À l’origine de ce travail, il y a une expérience d’enseignant. À la fin de la phase des corrections des copies de mathématiques des candidat·e·s d’un centre d’examen certificatif du Brevet d’étude du premier cycle (BEPC), session 2000, de l’enseignement secondaire général camerounais, j’ai fait le constat suivant : sur 3000 copies corrigées, moins de 100 copies avaient obtenu une note supérieure ou égale à 10 sur 20. Puis vint à mon esprit une série de questions spontanées : qu’est-ce que les enseignant·e·s de mathématiques disent aux enfants en classe, qu’est-ce qui explique ce taux d’échec si élevé? Sont-ce les contenus? Les méthodes d’enseignements? Ces interrogations qui n’ont cessé de m’habiter m’ont conduit à faire de cette problématique un sujet d’investigation. Je me suis alors résolu à faire un ouvrage sur le sujet. Mes travaux se conjuguaient sous le titre unique : Mathématiques et jeunes sous l’emprise des préjugés. Mais par la suite, compte tenu de l’avancement de mes investigations, je l’ai reformulé en Pratique quotidienne des mathématiques en Afrique : entre rejet sociétal, préjugés factices et apprentissage manqué, puis Raisons motivantes d’une pratique quotidienne des mathématiques en Afrique. Plus tard encore, du fait que le volume de mon travail devenait considérable et ses objectifs nombreux et variés, j’ai jugé nécessaire de l’éclater en deux, à l’effet de permettre à mon lectorat de les cerner plus aisément. Le présent travail est un prélude à une étude pratique sur l’état des lieux de la culture mathématique en Afrique dans sa globalité avec des propositions d’amélioration adaptées au contexte camerounais.
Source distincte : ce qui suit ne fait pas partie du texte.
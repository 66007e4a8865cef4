//! The application store.
//!
//! One process-wide [`AppStore`] owns every mutable collection: recipes,
//! notes, timer presets, achievements, stats, and the onboarding flag. UI
//! collaborators call its mutation operations; the store updates memory,
//! re-evaluates achievements when counters changed, and persists the
//! affected subset through the [`Gateway`].
//!
//! Persistence is a side effect of mutation, not a precondition for it:
//! gateway failures are logged and swallowed, and in-memory state is never
//! rolled back. The worst-case failure mode is losing persisted state
//! across restarts.

mod seed;

use std::collections::HashSet;

use chrono::Utc;
use serde::de::DeserializeOwned;
use serde::Serialize;
use uuid::Uuid;

use crate::achievements;
use crate::domain::{Achievement, CulinaryNote, Recipe, TimerPreset, UserStats};
use crate::error::ValidationError;
use crate::events::Event;
use crate::storage::Gateway;

const STATS_KEY: &str = "user_stats";
const NOTES_KEY: &str = "culinary_notes";
const ONBOARDING_KEY: &str = "onboarding_complete";

/// Single authoritative holder of in-memory application state.
pub struct AppStore {
    gateway: Box<dyn Gateway>,
    recipes: Vec<Recipe>,
    notes: Vec<CulinaryNote>,
    presets: Vec<TimerPreset>,
    achievements: Vec<Achievement>,
    stats: UserStats,
    onboarding_complete: bool,
}

impl AppStore {
    /// Initialize the store: seed built-in recipes, presets, and locked
    /// achievements, then overlay persisted user data from the gateway.
    ///
    /// Absent or undecodable stored values fall back to defaults; opening
    /// never fails.
    pub fn open(gateway: Box<dyn Gateway>) -> Self {
        let stats: UserStats = load_or_default(gateway.as_ref(), STATS_KEY);
        let persisted_notes: Vec<CulinaryNote> = load_or_default(gateway.as_ref(), NOTES_KEY);
        let onboarding_complete: bool = load_or_default(gateway.as_ref(), ONBOARDING_KEY);

        Self {
            gateway,
            recipes: seed::recipes(),
            notes: merge_notes(persisted_notes, seed::sample_notes()),
            presets: seed::presets(),
            achievements: achievements::defaults(),
            stats,
            onboarding_complete,
        }
    }

    // ── Queries ──────────────────────────────────────────────────────

    pub fn recipes(&self) -> &[Recipe] {
        &self.recipes
    }

    pub fn recipe(&self, id: Uuid) -> Option<&Recipe> {
        self.recipes.iter().find(|r| r.id == id)
    }

    pub fn notes(&self) -> &[CulinaryNote] {
        &self.notes
    }

    pub fn note(&self, id: Uuid) -> Option<&CulinaryNote> {
        self.notes.iter().find(|n| n.id == id)
    }

    pub fn presets(&self) -> &[TimerPreset] {
        &self.presets
    }

    pub fn preset(&self, id: Uuid) -> Option<&TimerPreset> {
        self.presets.iter().find(|p| p.id == id)
    }

    pub fn achievements(&self) -> &[Achievement] {
        &self.achievements
    }

    pub fn stats(&self) -> &UserStats {
        &self.stats
    }

    pub fn onboarding_complete(&self) -> bool {
        self.onboarding_complete
    }

    // ── Notes ────────────────────────────────────────────────────────

    /// Insert a note at the front of the collection (most-recent-first is
    /// a display contract), bump `notes_created`, re-evaluate
    /// achievements, and persist stats and notes.
    ///
    /// Returns any [`Event::AchievementUnlocked`] produced by the bump.
    ///
    /// # Errors
    /// Rejects notes whose title or content is blank after trimming;
    /// nothing is mutated on rejection.
    pub fn add_note(&mut self, note: CulinaryNote) -> Result<Vec<Event>, ValidationError> {
        note.validate()?;
        self.notes.insert(0, note);
        self.stats.increment_notes_created();
        let events = self.refresh_achievements();
        self.persist(STATS_KEY, &self.stats);
        self.persist(NOTES_KEY, &self.notes);
        Ok(events)
    }

    /// Replace the note matching `note.id` in place, preserving list
    /// position and `date_created`, stamping `date_modified`. Stats are
    /// untouched. Silent no-op when the id is unknown.
    ///
    /// # Errors
    /// Same emptiness validation as [`AppStore::add_note`].
    pub fn update_note(&mut self, note: CulinaryNote) -> Result<(), ValidationError> {
        note.validate()?;
        if let Some(slot) = self.notes.iter_mut().find(|n| n.id == note.id) {
            let date_created = slot.date_created;
            *slot = note;
            slot.date_created = date_created;
            slot.date_modified = Utc::now();
            self.persist(NOTES_KEY, &self.notes);
        }
        Ok(())
    }

    /// Remove the note with the given id if present. Silent no-op
    /// otherwise.
    pub fn delete_note(&mut self, id: Uuid) {
        let before = self.notes.len();
        self.notes.retain(|n| n.id != id);
        if self.notes.len() != before {
            self.persist(NOTES_KEY, &self.notes);
        }
    }

    // ── Stats ────────────────────────────────────────────────────────

    /// Record one recipe-detail view. Views are counted unconditionally;
    /// repeat views of the same recipe count again.
    pub fn increment_recipes_viewed(&mut self) -> Vec<Event> {
        self.stats.increment_recipes_viewed();
        let events = self.refresh_achievements();
        self.persist(STATS_KEY, &self.stats);
        events
    }

    /// Record one timer start (preset-based or custom).
    pub fn increment_timers_used(&mut self) -> Vec<Event> {
        self.stats.increment_timers_used();
        let events = self.refresh_achievements();
        self.persist(STATS_KEY, &self.stats);
        events
    }

    // ── Onboarding & reset ───────────────────────────────────────────

    pub fn complete_onboarding(&mut self) {
        self.onboarding_complete = true;
        self.persist(ONBOARDING_KEY, &self.onboarding_complete);
    }

    /// Wipe stats, relock all achievements, and clear the onboarding
    /// flag. User notes are kept.
    pub fn reset_progress(&mut self) {
        self.stats = UserStats::default();
        self.onboarding_complete = false;
        self.achievements = achievements::defaults();
        self.persist(STATS_KEY, &self.stats);
        self.persist(ONBOARDING_KEY, &self.onboarding_complete);
        self.persist(NOTES_KEY, &self.notes);
    }

    // ── Internal ─────────────────────────────────────────────────────

    fn refresh_achievements(&mut self) -> Vec<Event> {
        let now = Utc::now();
        let updated = achievements::evaluate(&self.stats, &self.achievements, now);
        let events = updated
            .iter()
            .zip(&self.achievements)
            .filter(|(after, before)| after.is_unlocked && !before.is_unlocked)
            .map(|(after, _)| Event::AchievementUnlocked {
                id: after.id,
                title: after.title.clone(),
                at: now,
            })
            .collect();
        self.achievements = updated;
        events
    }

    /// Best-effort write-through. Failures never propagate to the caller
    /// and never roll back in-memory state.
    fn persist<T: Serialize>(&self, key: &str, value: &T) {
        match serde_json::to_string(value) {
            Ok(blob) => {
                if let Err(e) = self.gateway.save(key, &blob) {
                    tracing::warn!(key, error = %e, "failed to persist; keeping in-memory state");
                }
            }
            Err(e) => tracing::warn!(key, error = %e, "failed to encode value for persistence"),
        }
    }
}

fn load_or_default<T: DeserializeOwned + Default>(gateway: &dyn Gateway, key: &str) -> T {
    match gateway.load(key) {
        Ok(Some(raw)) => match serde_json::from_str(&raw) {
            Ok(value) => value,
            Err(e) => {
                tracing::warn!(key, error = %e, "discarding undecodable stored value");
                T::default()
            }
        },
        Ok(None) => T::default(),
        Err(e) => {
            tracing::warn!(key, error = %e, "failed to read stored value");
            T::default()
        }
    }
}

/// Persisted notes come first; sample notes whose ids collide with a
/// persisted note are dropped.
fn merge_notes(persisted: Vec<CulinaryNote>, samples: Vec<CulinaryNote>) -> Vec<CulinaryNote> {
    let seen: HashSet<Uuid> = persisted.iter().map(|n| n.id).collect();
    let mut notes = persisted;
    notes.extend(samples.into_iter().filter(|n| !seen.contains(&n.id)));
    notes
}
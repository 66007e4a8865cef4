use clap::Subcommand;
use uuid::Uuid;

use tastelog_core::{CulinaryNote, NoteCategory};

use super::{announce_unlocks, open_store};

#[derive(Subcommand)]
pub enum NoteAction {
    /// Add a note (newest notes list first)
    Add {
        title: String,
        content: String,
        /// experiment | tip | review | idea | technique
        #[arg(long, default_value = "experiment")]
        category: String,
    },
    /// List notes, newest first
    List {
        /// Output as JSON
        #[arg(long)]
        json: bool,
    },
    /// Edit a note by id
    Edit {
        id: Uuid,
        #[arg(long)]
        title: Option<String>,
        #[arg(long)]
        content: Option<String>,
        #[arg(long)]
        category: Option<String>,
    },
    /// Delete a note by id
    Rm { id: Uuid },
}

fn parse_category(raw: &str) -> Result<NoteCategory, String> {
    match raw.to_ascii_lowercase().as_str() {
        "experiment" => Ok(NoteCategory::Experiment),
        "tip" => Ok(NoteCategory::Tip),
        "review" => Ok(NoteCategory::Review),
        "idea" => Ok(NoteCategory::Idea),
        "technique" => Ok(NoteCategory::Technique),
        other => Err(format!(
            "unknown note category '{other}' (expected experiment, tip, review, idea, or technique)"
        )),
    }
}

pub fn run(action: NoteAction) -> Result<(), Box<dyn std::error::Error>> {
    match action {
        NoteAction::Add {
            title,
            content,
            category,
        } => {
            let mut store = open_store()?;
            let note = CulinaryNote::new(title, content, parse_category(&category)?)?;
            let id = note.id;
            let events = store.add_note(note)?;
            announce_unlocks(&events);
            println!("Note created: {id}");
        }
        NoteAction::List { json } => {
            let store = open_store()?;
            if json {
                println!("{}", serde_json::to_string_pretty(store.notes())?);
            } else {
                for note in store.notes() {
                    println!(
                        "{}  [{}]  {}  (modified {})",
                        note.id,
                        note.category,
                        note.title,
                        note.date_modified.format("%Y-%m-%d %H:%M")
                    );
                }
            }
        }
        NoteAction::Edit {
            id,
            title,
            content,
            category,
        } => {
            let mut store = open_store()?;
            let mut note = store
                .note(id)
                .ok_or_else(|| format!("no note with id {id}"))?
                .clone();
            if let Some(title) = title {
                note.title = title;
            }
            if let Some(content) = content {
                note.content = content;
            }
            if let Some(category) = category {
                note.category = parse_category(&category)?;
            }
            store.update_note(note)?;
            println!("Note updated: {id}");
        }
        NoteAction::Rm { id } => {
            let mut store = open_store()?;
            store.delete_note(id);
            println!("Note deleted: {id}");
        }
    }
    Ok(())
}
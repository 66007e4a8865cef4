use clap::Subcommand;

use tastelog_core::Config;

#[derive(Subcommand)]
pub enum ConfigAction {
    /// Print the whole configuration as TOML
    Show,
    /// Get a value by dot-separated key (e.g. notifications.volume)
    Get { key: String },
    /// Set a value by dot-separated key
    Set { key: String, value: String },
}

pub fn run(action: ConfigAction) -> Result<(), Box<dyn std::error::Error>> {
    match action {
        ConfigAction::Show => {
            let config = Config::load_or_default();
            print!("{}", toml::to_string_pretty(&config)?);
        }
        ConfigAction::Get { key } => {
            let config = Config::load_or_default();
            match config.get(&key) {
                Some(value) => println!("{value}"),
                None => return Err(format!("unknown config key: {key}").into()),
            }
        }
        ConfigAction::Set { key, value } => {
            let mut config = Config::load_or_default();
            config.set(&key, &value)?;
            println!("{key} = {value}");
        }
    }
    Ok(())
}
Les travaux de recherche sur l’éducation de manière générale, et sur l’enseignement des mathématiques en Afrique de manière particulière sont foisonnants dans la littérature. Nombre de sujets portent sur différentes thématiques, comme les contributions des Africain·e·s au développement de cette discipline, la démystification et la contextualisation de l’enseignement des mathématiques : « Les études sur l’éducation en Afrique sont très nombreuses, souvent passionnées, parfois idéologiques. Cela ne surprend pas puisqu’on touche au cœur de la dynamique sociale, mais le sujet est d’une complexité telle qu’elle disqualifie tout jugement à l’emporte-pièce. » (Pourtier, 2010). Les mutations observées dans l’éducation et le développement des sociétés africaines depuis les années d’indépendance dévoilent une ferme volonté et un sérieux engagement des chercheur·e·s à africaniser l’enseignement, afin de faciliter l’acquisition des savoirs mathématiques par les jeunes Africain·e·s.

Le choix du titre Pour une mathématique au service du développement de l’Afrique vise justement à donner des raisons motivantes d’une nouvelle considération et un regard positif sur une discipline qui souffre de trop de préjugés. Les mathématiques, (com)prises comme une activité intellectuelle ayant un impact direct ou indirect sur les actions humaines, se veulent une activité permanente et soutenue.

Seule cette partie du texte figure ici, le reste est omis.